6. (U) In his comments at the unveiling of the report, JED President
Mbaya Tshimanga attributed most of the violations of press freedom
to the highly-charged political environment of 2006, which saw
presidential and legislative elections in July and October, the
DRC's first democratically-contested elections in more than 40
years. Tshimanga said he could understand that most private media
are controlled by politicians seeking coverage for themselves, since
state media (RTNC) tended to favor the incumbent ruling (PPRD) party
of Joseph Kabila. Tshimanga encouraged more debate on politicians'
control of so much media.

7. (U) The JED president noted that the High Media Authority (HAM),
charged with sanctioning media excesses, did a respectable job at
going after what he called "pyromaniac" journalism. Tshimanga
criticized the HAM, however, for making judgments about truth in
reporting, which he said should be a matter for courts or the
profession itself to decide. Unfortunately, he noted, the
journalistic profession did not regulate itself sufficiently.

8. (U) Addressing the ubiquitous corrupt practice of selling stories
or editorial bias (known as "coupage"), Tshimanga said 80 percent of
practicing journalists do not have contracts and must often depend
on such underhanded practices to survive. Most journalists are not
members of any press union, he added, and there has never been an

KINSHASA 00001933 002 OF 002


organized strike in the profession.

9. (U) Tshimanga made two recommendations for new legislation. The
first, he said, should be a law to decriminalize defamation.
Accusations of slander get reporters detained, or worse, more often
than any other offense. They also insidiously foster
self-censorship. Secondly, Tshimanga said there should be a law on
public information - something akin to our FOIA - mandating more
transparency and ultimately providing journalists with more access.

Recognition for JED
-------------------

10. (U) A jury of 30 journalists assembled by Reporters Without
Borders (RSF) awarded JED a prize for defending freedom of the
press, which is reportedly only the second time an African
organization has been so honored.
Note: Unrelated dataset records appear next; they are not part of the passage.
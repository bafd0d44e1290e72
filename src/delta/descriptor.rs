//! Run descriptors: plain, loosely typed run records used to build a delta
//! from outside data (JSON, host bindings)
//!
//! A descriptor populates exactly one of `insert`, `retain` or `delete`.
//! Nested payloads may be given as an already built [`Delta`] or as a raw
//! list of descriptors, which is promoted to a nested delta on load.
//!
//! # Example
//!
//! ```rust
//! use deltakit_core::Delta;
//!
//! let delta: Delta = serde_json::from_str(
//!     r#"{"ops": [
//!         {"insert": "Hello", "attributes": {"bold": true}},
//!         {"insert": [{"insert": "caption"}], "key": 7}
//!     ]}"#,
//! )
//! .unwrap();
//!
//! assert_eq!(delta.len(), 6);
//! assert_eq!(delta.ops()[1].key, Some(7));
//! ```

use super::attributes::AttributeMap;
use super::op::{InsertPayload, Op, OpKind, RetainPayload};
use super::Delta;
use crate::error::{DeltaError, Result};
use serde::{Deserialize, Deserializer};

/// One run as supplied from outside
#[derive(Debug, Clone, Default, PartialEq, Deserialize)]
pub struct OpDescriptor {
    pub insert: Option<PayloadDescriptor>,
    pub retain: Option<PayloadDescriptor>,
    pub delete: Option<usize>,
    pub attributes: Option<AttributeMap>,
    pub key: Option<u64>,
}

/// Insert or retain payload as supplied from outside
#[derive(Debug, Clone, PartialEq, Deserialize)]
#[serde(untagged)]
pub enum PayloadDescriptor {
    Text(String),
    Count(usize),
    Nested(NestedDescriptor),
}

/// Nested document payload: raw descriptors or a built delta
#[derive(Debug, Clone, PartialEq, Deserialize)]
#[serde(untagged)]
pub enum NestedDescriptor {
    Raw(Vec<OpDescriptor>),
    Built(Delta),
}

impl OpDescriptor {
    fn into_op(self) -> std::result::Result<Op, String> {
        let kind = match (self.insert, self.retain, self.delete) {
            (Some(payload), None, None) => OpKind::Insert(payload.into_insert()?),
            (None, Some(payload), None) => OpKind::Retain(payload.into_retain()?),
            (None, None, Some(length)) => OpKind::Delete(length),
            (None, None, None) => return Err("none of insert, retain, delete is set".to_string()),
            _ => return Err("more than one of insert, retain, delete is set".to_string()),
        };
        Ok(Op {
            kind,
            attributes: self.attributes,
            key: self.key,
        })
    }
}

impl PayloadDescriptor {
    fn into_insert(self) -> std::result::Result<InsertPayload, String> {
        Ok(match self {
            PayloadDescriptor::Text(text) => InsertPayload::Text(text),
            PayloadDescriptor::Count(count) => InsertPayload::Embed(count),
            PayloadDescriptor::Nested(nested) => InsertPayload::Delta(nested.into_delta()?),
        })
    }

    fn into_retain(self) -> std::result::Result<RetainPayload, String> {
        match self {
            PayloadDescriptor::Text(text) => Err(format!("text {:?} is not a retain payload", text)),
            PayloadDescriptor::Count(count) => Ok(RetainPayload::Count(count)),
            PayloadDescriptor::Nested(nested) => Ok(RetainPayload::Delta(nested.into_delta()?)),
        }
    }
}

impl NestedDescriptor {
    fn into_delta(self) -> std::result::Result<Delta, String> {
        match self {
            NestedDescriptor::Raw(descriptors) => {
                Delta::from_descriptors(descriptors).map_err(|err| format!("nested: {}", err))
            }
            NestedDescriptor::Built(delta) => Ok(delta),
        }
    }
}

impl From<Delta> for PayloadDescriptor {
    fn from(delta: Delta) -> Self {
        PayloadDescriptor::Nested(NestedDescriptor::Built(delta))
    }
}

impl From<Vec<OpDescriptor>> for PayloadDescriptor {
    fn from(descriptors: Vec<OpDescriptor>) -> Self {
        PayloadDescriptor::Nested(NestedDescriptor::Raw(descriptors))
    }
}

impl From<&str> for PayloadDescriptor {
    fn from(text: &str) -> Self {
        PayloadDescriptor::Text(text.to_string())
    }
}

impl From<usize> for PayloadDescriptor {
    fn from(count: usize) -> Self {
        PayloadDescriptor::Count(count)
    }
}

impl Delta {
    /// Build a canonical delta from run descriptors
    ///
    /// # Errors
    ///
    /// [`DeltaError::Descriptor`] naming the first offending run.
    pub fn from_descriptors<I>(descriptors: I) -> Result<Delta>
    where
        I: IntoIterator<Item = OpDescriptor>,
    {
        let mut builder = Delta::builder();
        for (index, descriptor) in descriptors.into_iter().enumerate() {
            let op = descriptor
                .into_op()
                .map_err(|reason| DeltaError::Descriptor(format!("run {}: {}", index, reason)))?;
            builder.push(op);
        }
        Ok(builder.build())
    }

    /// Parse the `{"ops": [...]}` JSON form
    pub fn from_json(json: &str) -> Result<Delta> {
        Ok(serde_json::from_str(json)?)
    }

    /// Render the `{"ops": [...]}` JSON form
    pub fn to_json(&self) -> Result<String> {
        Ok(serde_json::to_string(self)?)
    }
}

impl<'de> Deserialize<'de> for Delta {
    fn deserialize<D>(deserializer: D) -> std::result::Result<Self, D::Error>
    where
        D: Deserializer<'de>,
    {
        #[derive(Deserialize)]
        struct DeltaHelper {
            ops: Vec<OpDescriptor>,
        }

        let helper = DeltaHelper::deserialize(deserializer)?;
        Delta::from_descriptors(helper.ops).map_err(serde::de::Error::custom)
    }
}
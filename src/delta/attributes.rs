//! Attribute maps: merge rules used by compose, transform, invert and diff
//!
//! Attributes are a flat `key -> JSON value` map. A `null` value is a
//! first-class "remove this attribute" instruction and is distinct from the
//! key being absent. An empty map is always reported as `None`.

use serde_json::{Map, Value};

/// Flat formatting attributes attached to a run
pub type AttributeMap = Map<String, Value>;

fn non_empty(map: AttributeMap) -> Option<AttributeMap> {
    if map.is_empty() {
        None
    } else {
        Some(map)
    }
}

/// Merge `b` on top of `a`.
///
/// Keys of `b` win. When `keep_null` is false, `null` values coming from `b`
/// are dropped (the destination is a fresh insert, so there is nothing left to
/// remove); when true they are kept (the destination is a retain).
pub fn compose(
    a: Option<&AttributeMap>,
    b: Option<&AttributeMap>,
    keep_null: bool,
) -> Option<AttributeMap> {
    let mut attributes: AttributeMap = match b {
        Some(b) if !keep_null => b
            .iter()
            .filter(|(_, value)| !value.is_null())
            .map(|(key, value)| (key.clone(), value.clone()))
            .collect(),
        Some(b) => b.clone(),
        None => AttributeMap::new(),
    };

    if let Some(a) = a {
        for (key, value) in a {
            let overridden = b.is_some_and(|b| b.contains_key(key));
            if !overridden {
                attributes.insert(key.clone(), value.clone());
            }
        }
    }

    non_empty(attributes)
}

/// Rebase `b`'s attribute change over a concurrent change `a`.
///
/// Without priority the incoming change wins untouched. With priority, every
/// key `a` already set is stripped from `b`.
pub fn transform(
    a: Option<&AttributeMap>,
    b: Option<&AttributeMap>,
    priority: bool,
) -> Option<AttributeMap> {
    let Some(a) = a else {
        return b.cloned();
    };
    let b = b?;
    if !priority {
        return Some(b.clone());
    }

    let attributes = b
        .iter()
        .filter(|(key, _)| !a.contains_key(*key))
        .map(|(key, value)| (key.clone(), value.clone()))
        .collect();
    non_empty(attributes)
}

/// Attribute change that undoes `attr` when applied over `base`.
///
/// Keys `attr` does not touch are ignored; keys whose value `attr` leaves
/// equal are omitted.
pub fn invert(attr: Option<&AttributeMap>, base: Option<&AttributeMap>) -> Option<AttributeMap> {
    let empty = AttributeMap::new();
    let attr = attr.unwrap_or(&empty);
    let base = base.unwrap_or(&empty);

    let mut inverted: AttributeMap = base
        .iter()
        .filter(|(key, value)| attr.get(*key).is_some_and(|changed| changed != *value))
        .map(|(key, value)| (key.clone(), value.clone()))
        .collect();

    for key in attr.keys() {
        if !base.contains_key(key) {
            inverted.insert(key.clone(), Value::Null);
        }
    }

    non_empty(inverted)
}

/// Attribute change turning `a` into `b`; removed keys map to `null`.
pub fn diff(a: Option<&AttributeMap>, b: Option<&AttributeMap>) -> Option<AttributeMap> {
    let empty = AttributeMap::new();
    let a = a.unwrap_or(&empty);
    let b = b.unwrap_or(&empty);

    let mut attributes = AttributeMap::new();
    for key in a.keys().chain(b.keys()) {
        if attributes.contains_key(key) || a.get(key) == b.get(key) {
            continue;
        }
        let value = b.get(key).cloned().unwrap_or(Value::Null);
        attributes.insert(key.clone(), value);
    }

    non_empty(attributes)
}
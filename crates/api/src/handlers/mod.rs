//! Request handlers.
//!
//! Each submodule provides async handler functions for one resource or page
//! group. Handlers delegate to the repositories in `thoughts_db` and map
//! errors via [`crate::error::AppError`].

pub mod comments;
pub mod dashboard;
pub mod pages;
pub mod posts;
pub mod users;
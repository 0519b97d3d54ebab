use std::net::SocketAddr;
use std::sync::Arc;

use tracing_subscriber::{layer::SubscriberExt, util::SubscriberInitExt};

use thoughts_api::config::ServerConfig;
use thoughts_api::router::build_app_router;
use thoughts_api::state::AppState;

#[tokio::main]
async fn main() {
    dotenvy::dotenv().ok();

    // --- Tracing ---
    tracing_subscriber::registry()
        .with(
            tracing_subscriber::EnvFilter::try_from_default_env()
                .unwrap_or_else(|_| "thoughts_api=debug,tower_http=debug".into()),
        )
        .with(tracing_subscriber::fmt::layer())
        .init();

    // --- Configuration ---
    let config = ServerConfig::from_env();
    tracing::info!(host = %config.host, port = %config.port, "Loaded server configuration");

    // --- Database ---
    let database_url = std::env::var("DATABASE_URL").expect("DATABASE_URL must be set");

    let pool = thoughts_db::create_pool(&database_url)
        .await
        .expect("Failed to connect to database");
    tracing::info!("Database connection pool created");

    thoughts_db::health_check(&pool)
        .await
        .expect("Database health check failed");
    tracing::info!("Database health check passed");

    thoughts_db::run_migrations(&pool)
        .await
        .expect("Failed to run database migrations");
    tracing::info!("Database migrations applied");

    // --- App state + router ---
    let state = AppState {
        pool,
        config: Arc::new(config.clone()),
    };
    let app = build_app_router(state, &config);

    // --- Start server ---
    let addr = SocketAddr::new(
        config.host.parse().expect("Invalid HOST address"),
        config.port,
    );
    tracing::info!(%addr, "Starting server");

    let listener = tokio::net::TcpListener::bind(addr)
        .await
        .expect("Failed to bind to address");

    axum::serve(listener, app)
        .with_graceful_shutdown(shutdown_signal())
        .await
        .expect("Server error");

    tracing::info!("Graceful shutdown complete");
}

/// Wait for a termination signal to initiate graceful shutdown.
///
/// Handles both SIGINT (Ctrl-C) and SIGTERM (on Unix) so the server
/// shuts down cleanly whether stopped interactively or by a process
/// manager (e.g. systemd, Docker, Kubernetes).
async fn shutdown_signal() {
    let ctrl_c = async {
        tokio::signal::ctrl_c()
            .await
            .expect("Failed to install Ctrl-C handler");
    };

    #[cfg(unix)]
    let terminate = async {
        tokio::signal::unix::signal(tokio::signal::unix::SignalKind::terminate())
            .expect("Failed to install SIGTERM handler")
            .recv()
            .await;
    };

    #[cfg(not(unix))]
    let terminate = std::future::pending::<()>();

    tokio::select! {
        () = ctrl_c => {
            tracing::info!("Received SIGINT (Ctrl-C), starting graceful shutdown");
        }
        () = terminate => {
            tracing::info!("Received SIGTERM, starting graceful shutdown");
        }
    }
}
According to Leonard Vincent, the
head of the Africa branch of RSF, JED demonstrated courage and
clarity where media outlets are many, partisan and largely
undisciplined, and in a country rife with corruption and impunity.
RSF also praises JED for keeping the November 2005 murders of
journalist Franck Ngyke Kangundu and his wife in the spotlight (ref
C and D).

Comment: Better to Dare Than Not
--------------------------------

11. (SBU) While JED is indeed to be congratulated for its tenacity
and dedication to blowing the whistle on press intimidation, the
organization can go off on tangents, as when it publicly contended
that then Interior Minister Theophile Mbemba was behind the Kangundu
murders, a thesis JED has since dropped.

12. (SBU) JED also can get carried away with its raw statistics,
such as those which purport to show a steadily worsening environment
for press freedom in the DRC, a refrain then picked up by RSF, which
placed the DRC in 142nd place in press freedom in the world (ref E).
This is misleading. It is precisely the vibrancy of the DRC's very
dense media environment - and, admittedly, its drive to go to press
in a very competitive environment, hobbled by lack of adequate
access to information - which causes the media to rankle and
sometimes provoke repressive reactions. Better that, however
unfortunate, than muzzled, state-controlled media.